Excel BI - PowerQuery Challenge 359

excel-challenges
power-query
Data Month Category Count Customers Date,Category,Cust_ID,Amount
Published

March 24, 2026

Illustration for Excel BI - PowerQuery Challenge 359

Challenge Description

Data Month Category Count Customers Date,Category,Cust_ID,Amount

Solutions

library(tidyverse)
library(readxl)

path <- "Power Query/300-399/359/PQ_Challenge_359.xlsx"
input <- read_excel(path, range = "A1:A52")
test <- read_excel(path, range = "C1:F13")

df <- input %>%
  separate_wider_delim(Data, ',', names_sep = "_") %>%
  janitor::row_to_names(1)
df <- df %>% mutate(Date = as.Date(Date), Month = floor_date(Date, "month"))

result <- df %>%
  distinct(Month, Category, Cust_ID) %>%
  arrange(Cust_ID, Month) %>%
  group_by(Cust_ID, Category) %>%
  mutate(
    ok = Month == lag(Month, 1) %m+% months(1) &
      lag(Month, 1) == lag(Month, 2) %m+% months(1)
  ) %>%
  filter(ok) %>%
  ungroup() %>%
  right_join(
    tidyr::expand_grid(
      Month = sort(unique(df$Month)),
      Category = unique(df$Category)
    ),
    by = c("Month", "Category")
  ) %>%
  group_by(Month, Category) %>%
  summarise(
    Count = as.double(n_distinct(Cust_ID[!is.na(Cust_ID)])),
    Customers = ifelse(
      all(is.na(Cust_ID)),
      NA,
      str_c(sort(unique(Cust_ID[!is.na(Cust_ID)])), collapse = ", ")
    ),
    .groups = "drop"
  ) %>%
  mutate(Month = format(Month, "%Y-%m"))

all.equal(result, test)
#> [1] TRUE
  • Logic:

    • Reads the workbook range needed for the challenge

    • Aggregates or ranks values at the relevant grouping level

    • Builds helper columns that drive the final output

    • Uses direct pattern parsing where the workbook encodes logic in text

  • Strengths:

    • The R solution stays close to the workbook logic and keeps the transformation compact.
  • Areas for Improvement:

    • The code assumes the workbook layout and selected ranges remain stable.
  • Gem:

    • The best part of the solution is choosing the right intermediate shape before formatting the final output.
import pandas as pd
import numpy as np

path = "Power Query/300-399/359/PQ_Challenge_359.xlsx"
input = pd.read_excel(path, usecols=[0], skiprows=1, nrows=51, header=None, names=['Data'])
test = pd.read_excel(path, usecols="C:F", nrows=12)

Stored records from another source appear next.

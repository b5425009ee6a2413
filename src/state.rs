use std::collections::BTreeSet;
use std::path::{Path, PathBuf};
use std::sync::Arc;

use anyhow::Result;
use chrono::NaiveDate;

use crate::color::ColorMap;
use crate::data::aggregate::Kpis;
use crate::data::cache::DatasetCache;
use crate::data::export::to_csv_bytes;
use crate::data::filter::{SalesFilter, filtered_view};
use crate::data::model::RecordSet;
use crate::data::sales::{CATEGORY, REGION, SalesDataset};
use crate::data::series::ChartFocus;

/// Which label list a sidebar action targets.
#[derive(Debug, Clone, Copy, PartialEq, Eq)]
pub enum LabelKind {
    Category,
    Region,
}

impl LabelKind {
    pub fn column(&self) -> &'static str {
        match self {
            LabelKind::Category => CATEGORY,
            LabelKind::Region => REGION,
        }
    }
}

// ---------------------------------------------------------------------------
// Dashboard state
// ---------------------------------------------------------------------------

/// The full dashboard state, independent of rendering.
pub struct DashboardState {
    cache: DatasetCache,

    /// Source of the current dataset.
    pub source: Option<PathBuf>,

    /// Loaded dataset (None until a file loads).
    pub dataset: Option<Arc<SalesDataset>>,

    /// Sidebar selections; `None` until a dataset is loaded.
    pub filter: Option<SalesFilter>,

    /// Rows passing the current filter (cached).
    pub view: RecordSet,

    /// KPIs of `view` (cached).
    pub kpis: Kpis,

    /// Chart-only cross filter.
    pub focus: ChartFocus,

    pub category_colors: Option<ColorMap>,
    pub region_colors: Option<ColorMap>,

    /// Status / error message shown in the UI.
    pub status_message: Option<String>,
}

impl Default for DashboardState {
    fn default() -> Self {
        Self::with_cache(DatasetCache::default())
    }
}

impl DashboardState {
    pub fn with_cache(cache: DatasetCache) -> Self {
        Self {
            cache,
            source: None,
            dataset: None,
            filter: None,
            view: RecordSet::default(),
            kpis: Kpis::default(),
            focus: ChartFocus::default(),
            category_colors: None,
            region_colors: None,
            status_message: None,
        }
    }

    /// Load (or reuse) the dataset at `path`. On failure the previous
    /// dataset stays and the error is shown.
    pub fn load(&mut self, path: &Path) -> Result<()> {
        match self.cache.get_or_load(path) {
            Ok(dataset) => {
                log::info!(
                    "Loaded {} sales rows from {} ({} categories, {} regions)",
                    dataset.len(),
                    path.display(),
                    dataset.categories.len(),
                    dataset.regions.len()
                );
                self.source = Some(path.to_path_buf());
                self.set_dataset(dataset);
                Ok(())
            }
            Err(e) => {
                log::error!("Failed to load {}: {e:#}", path.display());
                self.status_message = Some(format!("Error: {e:#}"));
                Err(e)
            }
        }
    }

    /// Drop the cached copy of the current source and read it again.
    pub fn reload(&mut self) -> Result<()> {
        let Some(path) = self.source.clone() else {
            return Ok(());
        };
        self.cache.invalidate(&path);
        self.load(&path)
    }

    /// Ingest a dataset, select everything and rebuild colours.
    pub fn set_dataset(&mut self, dataset: Arc<SalesDataset>) {
        self.filter = Some(SalesFilter::all(&dataset));
        self.category_colors = Some(ColorMap::new(&dataset.categories));
        self.region_colors = Some(ColorMap::new(&dataset.regions));
        self.focus.clear();
        self.dataset = Some(dataset);
        self.status_message = None;
        self.refilter();
    }

    /// Recompute the view and KPIs after a filter change.
    pub fn refilter(&mut self) {
        self.view = match (&self.dataset, &self.filter) {
            (Some(ds), Some(f)) => filtered_view(ds, f),
            _ => RecordSet::default(),
        };
        self.kpis = Kpis::compute(&self.view);
        log::debug!("filtered view has {} rows", self.view.len());
    }

    pub fn set_date_range(&mut self, start: NaiveDate, end: NaiveDate) {
        if let Some(f) = &mut self.filter {
            f.start = start;
            f.end = end;
        }
        self.refilter();
    }

    fn labels(&self, kind: LabelKind) -> &[String] {
        match (&self.dataset, kind) {
            (Some(ds), LabelKind::Category) => ds.categories.as_slice(),
            (Some(ds), LabelKind::Region) => ds.regions.as_slice(),
            (None, _) => &[],
        }
    }

    /// Toggle one label. Labels outside the dataset's set are ignored.
    pub fn toggle_label(&mut self, kind: LabelKind, label: &str) {
        if !self.labels(kind).iter().any(|l| l == label) {
            return;
        }
        if let Some(f) = &mut self.filter {
            let selected = match kind {
                LabelKind::Category => &mut f.categories,
                LabelKind::Region => &mut f.regions,
            };
            if !selected.remove(label) {
                selected.insert(label.to_string());
            }
        }
        self.refilter();
    }

    /// Select all labels of a kind.
    pub fn select_all(&mut self, kind: LabelKind) {
        let all: BTreeSet<String> = self.labels(kind).iter().cloned().collect();
        if let Some(f) = &mut self.filter {
            match kind {
                LabelKind::Category => f.categories = all,
                LabelKind::Region => f.regions = all,
            }
        }
        self.refilter();
    }

    /// Deselect all labels of a kind.
    pub fn select_none(&mut self, kind: LabelKind) {
        if let Some(f) = &mut self.filter {
            match kind {
                LabelKind::Category => f.categories.clear(),
                LabelKind::Region => f.regions.clear(),
            }
        }
        self.refilter();
    }

    /// The rows the charts draw: the view narrowed by the chart focus.
    pub fn chart_rows(&self) -> RecordSet {
        self.focus.apply(&self.view)
    }

    /// CSV bytes of the current view for download.
    pub fn download_bytes(&self) -> Result<Vec<u8>> {
        to_csv_bytes(&self.view)
    }
}

#[cfg(test)]
mod tests {
    use super::*;
    use crate::data::model::CellValue;
    use crate::data::sales::REQUIRED_COLUMNS;

    fn ymd(y: i32, m: u32, d: u32) -> NaiveDate {
        NaiveDate::from_ymd_opt(y, m, d).unwrap()
    }

    fn state() -> DashboardState {
        let cache = DatasetCache::with_loader(|_| {
            let row = |d, c: &str, r: &str, rev: f64, units: f64, price: f64| {
                vec![
                    CellValue::Date(d),
                    CellValue::String(c.into()),
                    CellValue::String(r.into()),
                    CellValue::Float(rev),
                    CellValue::Float(units),
                    CellValue::Float(price),
                ]
            };
            SalesDataset::from_records(RecordSet::new(
                REQUIRED_COLUMNS.iter().map(|c| c.to_string()).collect(),
                vec![
                    row(ymd(2020, 1, 1), "A", "X", 10.0, 1.0, 10.0),
                    row(ymd(2020, 2, 1), "B", "Y", 20.0, 2.0, 10.0),
                ],
            ))
        });
        let mut state = DashboardState::with_cache(cache);
        state.load(Path::new("sales.csv")).unwrap();
        state
    }

    #[test]
    fn loading_selects_everything() {
        let s = state();
        assert_eq!(s.view.len(), 2);
        assert_eq!(s.kpis.total_revenue, 30.0);
    }

    #[test]
    fn narrowing_to_first_row_matches_reference_scenario() {
        let mut s = state();
        s.set_date_range(ymd(2020, 1, 1), ymd(2020, 1, 31));
        s.toggle_label(LabelKind::Category, "B");
        s.toggle_label(LabelKind::Region, "Y");
        assert_eq!(s.view.len(), 1);
        assert_eq!(s.kpis.total_revenue, 10.0);
        assert_eq!(s.kpis.total_units, 1.0);
        assert_eq!(s.kpis.average_price, Some(10.0));
    }

    #[test]
    fn select_none_empties_the_view_and_kpis_stay_defined() {
        let mut s = state();
        s.select_none(LabelKind::Region);
        assert!(s.view.is_empty());
        assert_eq!(s.kpis.price_label(), "N/A");
        s.select_all(LabelKind::Region);
        assert_eq!(s.view.len(), 2);
    }

    #[test]
    fn unknown_labels_are_ignored() {
        let mut s = state();
        s.toggle_label(LabelKind::Category, "Z");
        assert!(!s.filter.as_ref().unwrap().categories.contains("Z"));
    }

    #[test]
    fn focus_narrows_charts_only() {
        let mut s = state();
        s.focus.toggle(CATEGORY, "A");
        assert_eq!(s.chart_rows().len(), 1);
        assert_eq!(s.view.len(), 2);
    }

    #[test]
    fn download_is_the_filtered_view() {
        let mut s = state();
        s.toggle_label(LabelKind::Category, "A");
        let text = String::from_utf8(s.download_bytes().unwrap()).unwrap();
        assert_eq!(
            text,
            "date,category,region,revenue,units,price\n2020-02-01,B,Y,20.0,2.0,10.0\n"
        );
    }
}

df = input["Data"].str.split(",", expand=True)
df.columns = ["Date","Category","Cust_ID","Amount"]
df = df.apply(lambda x: x.str.strip() if x.dtype == "object" else x)
df = df[df["Date"] != "Date"].reset_index(drop=True)
df["Date"] = pd.to_datetime(df["Date"])
df["Month"] = df["Date"].dt.to_period("M").dt.to_timestamp()
base = df[["Month","Category","Cust_ID"]].drop_duplicates().sort_values(["Cust_ID","Month"])
g = base.groupby(["Cust_ID","Category"])["Month"]
base["ok"] = (base["Month"] == g.shift(1) + pd.offsets.MonthBegin(1)) & (g.shift(1) == g.shift(2) + pd.offsets.MonthBegin(1))
good = base[base["ok"]]
grid = pd.MultiIndex.from_product([sorted(df["Month"].unique()), df["Category"].unique()], names=["Month","Category"]).to_frame(index=False)
result = grid.merge(good, on=["Month","Category"], how="left") \
    .groupby(["Month","Category"], as_index=False) \
    .agg(Count=("Cust_ID","nunique"), Customers=("Cust_ID", lambda x: np.nan if x.isna().all() else ", ".join(sorted(x.dropna().unique()))))
result["Month"] = result["Month"].dt.strftime("%Y-%m")


print(result.equals(test))
# True
  • Logic:

    • Reads the workbook range needed for the challenge

    • Aggregates or ranks values at the relevant grouping level

  • Strengths:

    • The Python version follows the same workbook rule in a direct pandas-oriented implementation.
  • Areas for Improvement:

    • As with the R version, any workbook layout change would require small adjustments.
  • Gem:

    • The implementation stays close to the source challenge instead of adding unnecessary abstraction.

Difficulty Level

This task is moderate:

  • It combines reshaping, grouping, or parsing steps that are common in Power Query style problems.

  • The main challenge is reproducing the workbook output structure exactly.